● Task objective
Only the lines from the one with "pub struct Metrics" onward are wanted, through the last line of the entries, set down exactly.

[Collected data]
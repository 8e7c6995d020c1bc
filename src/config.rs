use serde::Deserialize;
use std::{fs, path::Path, time::Duration};
use anyhow::{Context, Result};

#[derive(Debug, Deserialize, Clone)]
pub struct Config {
    pub node: Node,
    pub storage: Storage,
    #[serde(default)]
    pub wallet: Wallet,
    #[serde(default)]
    pub metrics: Metrics,
}

#[derive(Debug, Deserialize, Clone)]
pub struct Node {
    #[serde(default = "default_url")]
    pub url: String,
    #[serde(default = "default_timeout")]
    pub timeout_secs: u64,
}

#[derive(Debug, Deserialize, Clone)]
pub struct Storage {
    pub path: String,
}

#[derive(Debug, Deserialize, Clone)]
pub struct Wallet {
    #[serde(default = "default_refresh")]
    pub refresh_secs: u64,
    #[serde(default = "default_max_sub")]
    pub max_sub_accounts: u32,
    #[serde(default = "default_ring")]
    pub ring_size: usize,
    #[serde(default = "default_page")]
    pub output_page_rings: usize,
    #[serde(default = "default_utxo_gas")]
    pub utxo_gas: u64,
    #[serde(default)]
    pub short_ecdh: bool,
    /// External address the wallet is bound to; derived from the keys when unset.
    #[serde(default)]
    pub account: Option<String>,
}

#[derive(Debug, Deserialize, Clone)]
pub struct Metrics {
    #[serde(default = "default_bind")]
    pub bind: String,
}

fn default_url() -> String { "http://127.0.0.1:46005".into() }
fn default_timeout() -> u64 { 10 }
fn default_refresh() -> u64 { 5 }
fn default_max_sub() -> u32 { 5_000 }
fn default_ring() -> usize { crate::selection::DEFAULT_RING_SIZE }
fn default_page() -> usize { 2 }
fn default_utxo_gas() -> u64 { crate::selection::DEFAULT_UTXO_GAS }
fn default_bind() -> String { "127.0.0.1:9100".into() }

impl Default for Wallet {
    fn default() -> Self {
        Wallet {
            refresh_secs: default_refresh(),
            max_sub_accounts: default_max_sub(),
            ring_size: default_ring(),
            output_page_rings: default_page(),
            utxo_gas: default_utxo_gas(),
            short_ecdh: false,
            account: None,
        }
    }
}

impl Default for Metrics {
    fn default() -> Self {
        Metrics { bind: default_bind() }
    }
}

impl Node {
    pub fn timeout(&self) -> Duration {
        Duration::from_secs(self.timeout_secs)
    }
}

/// Read the TOML file at `p` and deserialize into `Config`.
/// *Adds context* so user errors print a friendlier message.
///
/// # Errors
/// * Returns an anyhow::Error if the file cannot be read or parsed.
pub fn load<P: AsRef<Path>>(p: P) -> Result<Config> {
    let text = fs::read_to_string(&p)
        .with_context(|| format!("🗂️  couldn’t read config file {}", p.as_ref().display()))?;
    load_from_str(&text)
}

pub fn load_from_str(text: &str) -> Result<Config> {
    toml::from_str(text)
        .with_context(|| "📝  invalid TOML in config file".to_string())
}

● Answer space
pub struct Metrics {
    #[serde(default = "default_bind")]
    pub bind: String,
}

fn default_url() -> String { "http://127.0.0.1:46005".into() }
fn default_timeout() -> u64 { 10 }
fn default_refresh() -> u64 { 5 }
fn default_max_sub() -> u32 { 5_000 }
fn default_ring() -> usize { crate::selection::DEFAULT_RING_SIZE }
fn default_page() -> usize { 2 }
fn default_utxo_gas() -> u64 { crate::selection::DEFAULT_UTXO_GAS }
fn default_bind() -> String { "127.0.0.1:9100".into() }

impl Default for Wallet {
    fn default() -> Self {
        Wallet {
            refresh_secs: default_refresh(),
            max_sub_accounts: default_max_sub(),
            ring_size: default_ring(),
            output_page_rings: default_page(),
            utxo_gas: default_utxo_gas(),
            short_ecdh: false,
            account: None,
        }
    }
}

impl Default for Metrics {
    fn default() -> Self {
        Metrics { bind: default_bind() }
    }
}

impl Node {
    pub fn timeout(&self) -> Duration {
        Duration::from_secs(self.timeout_secs)
    }
}

/// Read the TOML file at `p` and deserialize into `Config`.
/// *Adds context* so user errors print a friendlier message.
///
/// # Errors
/// * Returns an anyhow::Error if the file cannot be read or parsed.
pub fn load<P: AsRef<Path>>(p: P) -> Result<Config> {
    let text = fs::read_to_string(&p)
        .with_context(|| format!("🗂️  couldn’t read config file {}", p.as_ref().display()))?;
    load_from_str(&text)
}

pub fn load_from_str(text: &str) -> Result<Config> {
    toml::from_str(text)
        .with_context(|| "📝  invalid TOML in config file".to_string())
}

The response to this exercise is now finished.